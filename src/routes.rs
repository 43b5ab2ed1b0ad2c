use crate::{
    api::{checkin, device, report, schedule, users},
    auth::{handlers, middleware::auth_middleware},
    config::Config,
};
use actix_governor::{
    Governor, GovernorConfigBuilder, PeerIpKeyExtractor, governor::middleware::NoOpMiddleware,
};
use actix_web::{middleware::from_fn, web};

pub fn configure(cfg: &mut web::ServiceConfig, config: Config) {
    // Helper to build per-route limiter
    fn build_limiter(requests_per_min: u32) -> Governor<PeerIpKeyExtractor, NoOpMiddleware> {
        let per_ms = if requests_per_min == 0 {
            1
        } else {
            60_000 / requests_per_min as u64
        };
        let cfg = GovernorConfigBuilder::default()
            .per_millisecond(per_ms)
            .burst_size(requests_per_min)
            .key_extractor(PeerIpKeyExtractor)
            .finish()
            .expect("rate limiter configuration is valid");
        Governor::new(&cfg)
    }

    // Public routes
    cfg.service(
        web::scope("/auth")
            .service(
                web::resource("/login")
                    .wrap(build_limiter(config.rate_login_per_min))
                    .route(web::post().to(handlers::login)),
            )
            .service(
                web::resource("/refresh")
                    .wrap(build_limiter(config.rate_login_per_min))
                    .route(web::post().to(handlers::refresh_token)),
            )
            .service(
                web::resource("/logout")
                    .wrap(build_limiter(config.rate_login_per_min))
                    .route(web::post().to(handlers::logout)),
            ),
    );

    // Kiosk routes: authenticated per request, gated per device
    cfg.service(
        web::scope("/checkin")
            .service(
                web::resource("/entry")
                    .wrap(build_limiter(config.rate_checkin_per_min))
                    .route(web::post().to(checkin::check_in)),
            )
            .service(
                web::resource("/exit")
                    .wrap(build_limiter(config.rate_checkin_per_min))
                    .route(web::post().to(checkin::check_out)),
            ),
    );

    // Protected routes
    cfg.service(
        web::scope(&config.api_prefix)
            .wrap(from_fn(auth_middleware)) // authentication
            .wrap(build_limiter(config.rate_protected_per_min)) // rate limiting
            .service(
                web::scope("/users")
                    // /users
                    .service(
                        web::resource("")
                            .route(web::post().to(users::create_user))
                            .route(web::get().to(users::list_users)),
                    )
                    // /users/{id}
                    .service(
                        web::resource("/{id}")
                            .route(web::get().to(users::get_user))
                            .route(web::put().to(users::update_user))
                            .route(web::delete().to(users::deactivate_user)),
                    ),
            )
            .service(
                web::scope("/schedules")
                    // /schedules
                    .service(
                        web::resource("")
                            .route(web::post().to(schedule::create_schedule))
                            .route(web::get().to(schedule::list_schedules)),
                    )
                    // /schedules/{id}/deactivate
                    .service(
                        web::resource("/{id}/deactivate")
                            .route(web::put().to(schedule::deactivate_schedule)),
                    ),
            )
            .service(
                web::scope("/devices")
                    // /devices
                    .service(
                        web::resource("")
                            .route(web::post().to(device::authorize_device))
                            .route(web::get().to(device::list_devices)),
                    )
                    // /devices/revoke
                    .service(
                        web::resource("/revoke").route(web::post().to(device::revoke_devices)),
                    )
                    // /devices/{fingerprint}
                    .service(
                        web::resource("/{fingerprint}")
                            .route(web::put().to(device::rename_device))
                            .route(web::delete().to(device::delete_device)),
                    ),
            )
            .service(
                web::scope("/reports")
                    .service(
                        web::resource("/attendance")
                            .route(web::get().to(report::attendance_report)),
                    )
                    .service(
                        web::resource("/summary").route(web::get().to(report::attendance_summary)),
                    ),
            ),
    );
}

▬▬▬

Exercise objective:
The whole of the material should be restated word for word.

Written response:
filename src/routes.rs
repository 43b5ab2ed1b0ad2c
use crate::{
    api::{checkin, device, report, schedule, users},
    auth::{handlers, middleware::auth_middleware},
    config::Config,
};
use actix_governor::{
    Governor, GovernorConfigBuilder, PeerIpKeyExtractor, governor::middleware::NoOpMiddleware,
};
use actix_web::{middleware::from_fn, web};

pub fn configure(cfg: &mut web::ServiceConfig, config: Config) {
    // Helper to build per-route limiter
    fn build_limiter(requests_per_min: u32) -> Governor<PeerIpKeyExtractor, NoOpMiddleware> {
        let per_ms = if requests_per_min == 0 {
            1
        } else {
            60_000 / requests_per_min as u64
        };
        let cfg = GovernorConfigBuilder::default()
            .per_millisecond(per_ms)
            .burst_size(requests_per_min)
            .key_extractor(PeerIpKeyExtractor)
            .finish()
            .expect("rate limiter configuration is valid");
        Governor::new(&cfg)
    }

    // Public routes
    cfg.service(
        web::scope("/auth")
            .service(
                web::resource("/login")
                    .wrap(build_limiter(config.rate_login_per_min))
                    .route(web::post().to(handlers::login)),
            )
            .service(
                web::resource("/refresh")
                    .wrap(build_limiter(config.rate_login_per_min))
                    .route(web::post().to(handlers::refresh_token)),
            )
            .service(
                web::resource("/logout")
                    .wrap(build_limiter(config.rate_login_per_min))
                    .route(web::post().to(handlers::logout)),
            ),
    );

    // Kiosk routes: authenticated per request, gated per device
    cfg.service(
        web::scope("/checkin")
            .service(
                web::resource("/entry")
                    .wrap(build_limiter(config.rate_checkin_per_min))
                    .route(web::post().to(checkin::check_in)),
            )
            .service(
                web::resource("/exit")
                    .wrap(build_limiter(config.rate_checkin_per_min))
                    .route(web::post().to(checkin::check_out)),
            ),
    );

    // Protected routes
    cfg.service(
        web::scope(&config.api_prefix)
            .wrap(from_fn(auth_middleware)) // authentication
            .wrap(build_limiter(config.rate_protected_per_min)) // rate limiting
            .service(
                web::scope("/users")
                    // /users
                    .service(
                        web::resource("")
                            .route(web::post().to(users::create_user))
                            .route(web::get().to(users::list_users)),
                    )
                    // /users/{id}
                    .service(
                        web::resource("/{id}")
                            .route(web::get().to(users::get_user))
                            .route(web::put().to(users::update_user))
                            .route(web::delete().to(users::deactivate_user)),
                    ),
            )
            .service(
                web::scope("/schedules")
                    // /schedules
                    .service(
                        web::resource("")
                            .route(web::post().to(schedule::create_schedule))
                            .route(web::get().to(schedule::list_schedules)),
                    )
                    // /schedules/{id}/deactivate
                    .service(
                        web::resource("/{id}/deactivate")
                            .route(web::put().to(schedule::deactivate_schedule)),
                    ),
            )
            .service(
                web::scope("/devices")
                    // /devices
                    .service(
                        web::resource("")
                            .route(web::post().to(device::authorize_device))
                            .route(web::get().to(device::list_devices)),
                    )
                    // /devices/revoke
                    .service(
                        web::resource("/revoke").route(web::post().to(device::revoke_devices)),
                    )
                    // /devices/{fingerprint}
                    .service(
                        web::resource("/{fingerprint}")
                            .route(web::put().to(device::rename_device))
                            .route(web::delete().to(device::delete_device)),
                    ),
            )
            .service(
                web::scope("/reports")
                    .service(
                        web::resource("/attendance")
                            .route(web::get().to(report::attendance_report)),
                    )
                    .service(
                        web::resource("/summary").route(web::get().to(report::attendance_summary)),
                    ),
            ),
    );
}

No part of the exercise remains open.